The Academy was closely engaged in each stage of the three-year process for developing the 2020-2025 Dietary Guidelines for Americans, providing input and suggesting refinements throughout the project. The additional opportunities USDA and HHS provided during the development for public comment on research protocols and other resources, effectively enhanced the transparency and trustworthiness of the scientific review process.
“The Academy is proud of the thorough, independent scientific review conducted by our 10 Academy members and other renowned experts who served on the 2020 Dietary Guidelines Advisory Committee,” Farr said. “We recognize the lack of available research limited the Committee’s ability to answer important scientific questions and urge Congress to provide sufficient funding to conduct the research 40 years of advisory committees have asked for.”

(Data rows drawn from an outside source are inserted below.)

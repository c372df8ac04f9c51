//! Axum-based HTTP gateway for the inspector surface.
//!
//! Four routes: health, session listing, the live SSE event stream, and the
//! trace read path. The gateway owns no state of its own — it serves the
//! event stream and registry the hook subscribers feed, and derives session
//! lists straight from the trace directory on every request.

use crate::config::Config;
use crate::error::ReadError;
use crate::events::EventStream;
use crate::registry::SessionRegistry;
use crate::{sessions, stream};
use anyhow::Result;
use axum::{
    Router,
    body::Body,
    extract::{Path, State},
    http::{HeaderMap, Response, StatusCode, header},
    response::{IntoResponse, Json},
    routing::get,
};
use std::net::SocketAddr;
use std::path::PathBuf;
use std::sync::Arc;
use tower_http::cors::{Any, CorsLayer};
use tower_http::limit::RequestBodyLimitLayer;

/// Maximum request body size (16KB) — the surface is read-only, bodies are
/// never meaningful.
pub const MAX_BODY_SIZE: usize = 16_384;

/// Shared state for all axum handlers.
#[derive(Clone)]
pub struct AppState {
    pub traces_dir: PathBuf,
    pub events: Arc<EventStream>,
    pub registry: Arc<SessionRegistry>,
}

/// Run the HTTP gateway on the configured host and port.
pub async fn run_gateway(
    config: &Config,
    events: Arc<EventStream>,
    registry: Arc<SessionRegistry>,
) -> Result<()> {
    let addr: SocketAddr = format!("{}:{}", config.host, config.port).parse()?;
    let listener = tokio::net::TcpListener::bind(addr).await?;
    run_gateway_with_listener(listener, config, events, registry).await
}

/// Run the HTTP gateway from a pre-bound listener.
pub async fn run_gateway_with_listener(
    listener: tokio::net::TcpListener,
    config: &Config,
    events: Arc<EventStream>,
    registry: Arc<SessionRegistry>,
) -> Result<()> {
    let addr = listener.local_addr()?;
    let state = AppState {
        traces_dir: config.traces_dir(),
        events,
        registry,
    };

    tracing::info!(%addr, traces_dir = %state.traces_dir.display(), "tracelens gateway listening");

    let app = Router::new()
        .route("/health", get(handle_health))
        .route("/sessions", get(handle_sessions))
        .route("/events", get(handle_events))
        .route("/trace/{session_id}", get(handle_trace))
        .with_state(state)
        .layer(RequestBodyLimitLayer::new(MAX_BODY_SIZE))
        .layer(CorsLayer::new().allow_origin(Any).allow_methods(Any));

    axum::serve(listener, app).await?;
    Ok(())
}

/// GET /health — name and version, nothing sensitive.
async fn handle_health() -> impl IntoResponse {
    Json(serde_json::json!({
        "name": crate::SERVICE_NAME,
        "version": crate::VERSION,
    }))
}

/// GET /sessions — derived from trace files on every call, newest first.
async fn handle_sessions(State(state): State<AppState>) -> impl IntoResponse {
    let sessions = sessions::list_sessions(&state.traces_dir).await;
    Json(serde_json::json!({ "sessions": sessions }))
}

/// GET /events — long-lived SSE stream of session lifecycle events.
async fn handle_events(State(state): State<AppState>) -> Response<Body> {
    crate::events::sse_response(Arc::clone(&state.events))
}

/// GET /trace/{session_id} — full, ranged, or conditional trace read.
async fn handle_trace(
    State(state): State<AppState>,
    Path(session_id): Path<String>,
    headers: HeaderMap,
) -> Response<Body> {
    let if_none_match = headers
        .get(header::IF_NONE_MATCH)
        .and_then(|v| v.to_str().ok());
    let range = headers.get(header::RANGE).and_then(|v| v.to_str().ok());

    match stream::serve_trace(&state.traces_dir, &session_id, if_none_match, range).await {
        Ok(response) => response,
        Err(error) => read_error_response(&session_id, &error),
    }
}

/// Map a [`ReadError`] to its HTTP status; messages stay path-free.
fn read_error_response(session_id: &str, error: &ReadError) -> Response<Body> {
    let status = match error {
        ReadError::BadId | ReadError::BadFormat | ReadError::BadRange => StatusCode::BAD_REQUEST,
        ReadError::NotFound => StatusCode::NOT_FOUND,
        ReadError::Forbidden => StatusCode::FORBIDDEN,
        ReadError::Io(_) => StatusCode::INTERNAL_SERVER_ERROR,
    };
    if status == StatusCode::INTERNAL_SERVER_ERROR {
        tracing::error!(session = session_id, %error, "trace read failed");
    }
    let message = match error {
        ReadError::Io(_) => "internal error".to_string(),
        other => other.to_string(),
    };
    let body = serde_json::json!({ "error": message });
    (status, Json(body)).into_response()
}
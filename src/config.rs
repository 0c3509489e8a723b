use crate::types::Config;
use anyhow::Result;
use std::fs;
use std::path::Path;

impl Config {
    pub fn load(path: &Path) -> Result<Self> {
        let contents = fs::read_to_string(path)?;
        let config: Config = serde_yaml::from_str(&contents)?;
        Ok(config)
    }
}
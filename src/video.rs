// src/video.rs

use opencv::{
    core::{Mat, Size},
    prelude::*,
    videoio::{self, VideoCapture, VideoWriter},
};
use std::fs;
use std::path::Path;
use tracing::info;

use crate::errors::{QuadtrackError, QuadtrackResult};

pub struct VideoReader {
    cap: VideoCapture,
    pub fps: f64,
    pub width: i32,
    pub height: i32,
}

impl VideoReader {
    pub fn open(path: &Path) -> QuadtrackResult<Self> {
        if !path.is_file() {
            return Err(QuadtrackError::NotFound {
                path: path.to_path_buf(),
            });
        }

        info!("Opening video: {}", path.display());

        let cap = VideoCapture::from_file(&path.to_string_lossy(), videoio::CAP_ANY)?;
        if !cap.is_opened()? {
            return Err(QuadtrackError::open(
                "video decoder",
                path,
                "container could not be decoded",
            ));
        }

        let fps = cap.get(videoio::CAP_PROP_FPS)?;
        let total_frames = cap.get(videoio::CAP_PROP_FRAME_COUNT)? as i32;
        let width = cap.get(videoio::CAP_PROP_FRAME_WIDTH)? as i32;
        let height = cap.get(videoio::CAP_PROP_FRAME_HEIGHT)? as i32;

        info!(
            "Video properties: {}x{} @ {:.1} FPS, {} frames",
            width, height, fps, total_frames
        );

        Ok(Self {
            cap,
            fps,
            width,
            height,
        })
    }

    /// Next BGR frame, or `None` once the stream is exhausted. A frame
    /// that fails to decode ends the stream cleanly rather than erroring.
    pub fn read_frame(&mut self) -> QuadtrackResult<Option<Mat>> {
        let mut frame = Mat::default();
        if !self.cap.read(&mut frame)? || frame.empty() {
            return Ok(None);
        }
        Ok(Some(frame))
    }

    pub fn release(&mut self) -> QuadtrackResult<()> {
        self.cap.release()?;
        Ok(())
    }
}

/// Open the annotated-output encoder with the same geometry and rate as
/// the input. Fatal if the encoder cannot initialize.
pub fn open_writer(
    path: &Path,
    fps: f64,
    width: i32,
    height: i32,
) -> QuadtrackResult<VideoWriter> {
    if let Some(parent) = path.parent() {
        if !parent.as_os_str().is_empty() {
            fs::create_dir_all(parent)?;
        }
    }

    info!("Output video: {}", path.display());

    let fourcc = VideoWriter::fourcc('m', 'p', '4', 'v')?;
    let writer = VideoWriter::new(
        &path.to_string_lossy(),
        fourcc,
        fps,
        Size::new(width, height),
        true,
    )?;

    if !writer.is_opened()? {
        return Err(QuadtrackError::open(
            "video encoder",
            path,
            "encoder could not be initialized",
        ));
    }

    Ok(writer)
}
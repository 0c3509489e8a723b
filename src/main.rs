// src/main.rs

mod annotate;
mod config;
mod detection;
mod errors;
mod event_log;
mod pipeline;
mod quadrants;
mod tracker;
mod types;
mod video;

use anyhow::Result;
use clap::Parser;
use std::path::PathBuf;
use tracing::info;

use detection::HsvBallDetector;
use types::Config;

#[derive(Parser, Debug)]
#[command(
    name = "quadtrack",
    about = "Track colored balls across frame quadrants and log entry/exit events"
)]
struct Args {
    /// Input video file
    input: PathBuf,
    /// Annotated output video
    output_video: PathBuf,
    /// Plain-text event log
    output_log: PathBuf,
    /// Optional YAML config (palette, area threshold, log level)
    #[arg(long, value_name = "PATH")]
    config: Option<PathBuf>,
}

fn main() -> Result<()> {
    let args = Args::parse();

    let config = match &args.config {
        Some(path) => Config::load(path)?,
        None => Config::default(),
    };

    tracing_subscriber::fmt()
        .with_env_filter(format!("quadtrack={}", config.logging.level))
        .init();

    info!("✓ Configuration loaded ({} color bands)", config.detection.bands.len());

    let detector = HsvBallDetector::from_config(&config.detection);
    let stats = pipeline::run(&detector, &args.input, &args.output_video, &args.output_log)?;

    info!("✓ Done");
    info!("  Frames processed: {}", stats.frames);
    info!("  Events logged: {}", stats.events);
    info!("  Processing speed: {:.1} FPS", stats.avg_fps);

    Ok(())
}
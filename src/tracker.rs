// src/tracker.rs
//
// Per-color quadrant residency state machine. The only state carried
// across frames is the color -> last-known-quadrant map; everything
// else is derived per frame.

use std::collections::HashMap;
use tracing::{debug, info};

use crate::types::{EventKind, QuadrantEvent};

/// What a single observation did to the tracked state.
#[derive(Debug, Clone, Copy, PartialEq, Eq)]
pub enum Transition {
    /// First sighting of this color.
    Entered(u32),
    /// The color changed quadrant since its last sighting.
    Moved { from: u32, to: u32 },
}

/// Tracks the last known quadrant per color and accumulates the event
/// log. One entry per distinct color ever observed; a color can occupy
/// at most one quadrant at a time, so when a frame carries several
/// blobs of the same color the last one processed wins.
pub struct EventTracker {
    positions: HashMap<String, u32>,
    log: Vec<QuadrantEvent>,
}

impl EventTracker {
    pub fn new() -> Self {
        Self {
            positions: HashMap::new(),
            log: Vec::new(),
        }
    }

    /// Feed one classified detection. Returns the transition it caused,
    /// if any; the corresponding events are appended to the log.
    ///
    /// On a quadrant change the Entry for the new quadrant is logged
    /// before the Exit for the old one. Downstream consumers of the log
    /// depend on that ordering, so it is load-bearing.
    pub fn observe(&mut self, color: &str, quadrant: u32, timestamp: f64) -> Option<Transition> {
        match self.positions.get(color).copied() {
            None => {
                self.positions.insert(color.to_string(), quadrant);
                self.log.push(QuadrantEvent {
                    timestamp,
                    quadrant,
                    color: color.to_string(),
                    kind: EventKind::Entry,
                });
                info!("{} entered Q{} at {:.2}s", color, quadrant, timestamp);
                Some(Transition::Entered(quadrant))
            }
            Some(previous) if previous != quadrant => {
                self.log.push(QuadrantEvent {
                    timestamp,
                    quadrant,
                    color: color.to_string(),
                    kind: EventKind::Entry,
                });
                self.log.push(QuadrantEvent {
                    timestamp,
                    quadrant: previous,
                    color: color.to_string(),
                    kind: EventKind::Exit,
                });
                self.positions.insert(color.to_string(), quadrant);
                info!(
                    "{} moved Q{} -> Q{} at {:.2}s",
                    color, previous, quadrant, timestamp
                );
                Some(Transition::Moved {
                    from: previous,
                    to: quadrant,
                })
            }
            Some(_) => {
                debug!("{} still in Q{}", color, quadrant);
                None
            }
        }
    }

    pub fn position_of(&self, color: &str) -> Option<u32> {
        self.positions.get(color).copied()
    }

    pub fn events(&self) -> &[QuadrantEvent] {
        &self.log
    }
}

impl Default for EventTracker {
    fn default() -> Self {
        Self::new()
    }
}

#[cfg(test)]
mod tests {
    use super::*;

    #[test]
    fn test_first_sighting_emits_single_entry() {
        let mut tracker = EventTracker::new();

        let transition = tracker.observe("green", 3, 0.0);
        assert_eq!(transition, Some(Transition::Entered(3)));

        let events = tracker.events();
        assert_eq!(events.len(), 1);
        assert_eq!(events[0].kind, EventKind::Entry);
        assert_eq!(events[0].quadrant, 3);
        assert_eq!(events[0].color, "green");
        assert_eq!(events[0].timestamp, 0.0);
    }

    #[test]
    fn test_stationary_color_never_exits() {
        let mut tracker = EventTracker::new();
        let fps = 30.0;

        // Seen in Q2 for 50 consecutive frames, then the stream ends.
        for frame in 0..50u32 {
            tracker.observe("orange", 2, frame as f64 / fps);
        }

        let events = tracker.events();
        assert_eq!(events.len(), 1, "exactly one Entry, zero Exits");
        assert_eq!(events[0].kind, EventKind::Entry);
        // No synthetic Exit is emitted for the final resident quadrant.
        assert_eq!(tracker.position_of("orange"), Some(2));
    }

    #[test]
    fn test_move_logs_entry_before_exit() {
        let mut tracker = EventTracker::new();
        let fps = 25.0;

        // Q1 for frames 0..5, then Q2 for frames 5..10.
        for frame in 0..5u32 {
            tracker.observe("yellow", 1, frame as f64 / fps);
        }
        for frame in 5..10u32 {
            tracker.observe("yellow", 2, frame as f64 / fps);
        }

        let events = tracker.events();
        assert_eq!(events.len(), 3, "3 events, not 4, and no Exit from Q2");

        assert_eq!(events[0].kind, EventKind::Entry);
        assert_eq!(events[0].quadrant, 1);
        assert_eq!(events[0].timestamp, 0.0);

        // Entry for the new quadrant is logged before the Exit for the
        // old one, both stamped with the move frame's timestamp.
        assert_eq!(events[1].kind, EventKind::Entry);
        assert_eq!(events[1].quadrant, 2);
        assert_eq!(events[1].timestamp, 5.0 / fps);

        assert_eq!(events[2].kind, EventKind::Exit);
        assert_eq!(events[2].quadrant, 1);
        assert_eq!(events[2].timestamp, 5.0 / fps);
    }

    #[test]
    fn test_colors_are_tracked_independently() {
        let mut tracker = EventTracker::new();

        tracker.observe("green", 1, 0.0);
        tracker.observe("white", 4, 0.0);
        tracker.observe("green", 2, 0.5);

        assert_eq!(tracker.position_of("green"), Some(2));
        assert_eq!(tracker.position_of("white"), Some(4));
        assert_eq!(tracker.events().len(), 4);
    }

    #[test]
    fn test_same_color_last_observation_wins() {
        let mut tracker = EventTracker::new();

        // Two green blobs in the same frame: the second observation
        // overwrites the first, leaving green resident in Q4.
        tracker.observe("green", 1, 0.0);
        tracker.observe("green", 4, 0.0);

        assert_eq!(tracker.position_of("green"), Some(4));
    }
}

Although the new Dietary Guidelines reflect many of the Academy’s suggestions for clarifying aspects of the Advisory Committee’s Scientific Report including reconsidering certain methodologies and reevaluating some recommendations, the 2020-2025 Dietary Guidelines do not include such important Academy recommendations as:
- Considering the guidelines’ recommendations through a health equity lens
- Clarifying when a particular recommendation relies upon research studies that may not be generalizable to the U.S. population
- Recognizing the connection between food, nutrition and sustainability and emphasizing the importance of sustainable food systems in the development, framing and implementation of the guidelines
- Offering substantive, strategic recommendations tailored to health care professionals, industries, community groups, federal and state governments and others responsible for either implementing the guidelines or facilitating the public’s adoption of them.
The Academy will continue to emphasize these recommendations to federal agencies for consideration as part of the Academy’s regulatory initiatives to strengthen food and nutrition programs and services.
“Overall, the expertise of registered dietitian nutritionists is evident throughout the Dietary Guidelines for Americans,” Farr said.
Key recommendations of the 2020-2025 Dietary Guidelines focus on the dietary patterns appropriate for the various life stages, including:
- The first federal dietary guidelines for infants and children from birth to two years old, reflecting the Academy’s substantive recommendations and suggested strategies parents can use to put them into action
- Providing new dietary guidance tailored for older adults as part of a full lifespan approach to dietary recommendations, recognizing that the nutrition needs and dietary patterns are different for adults 19 to 59 years old and 60 and older
- An emphasis on choosing nutrient-dense foods to meet nutritional needs without adding excess calories from added sugars, sodium or saturated fat to the dietary patterns of Americans
- A reminder that it is never too early or too late to improve one’s eating plan and establish healthy dietary patterns.
“Nutrition research remains the foundation on which the Dietary Guidelines are developed. The Academy outlined opportunities for strengthening the body of literature in our comments and will continue to advocate for research funding and infrastructure within federal agencies,” Farr said.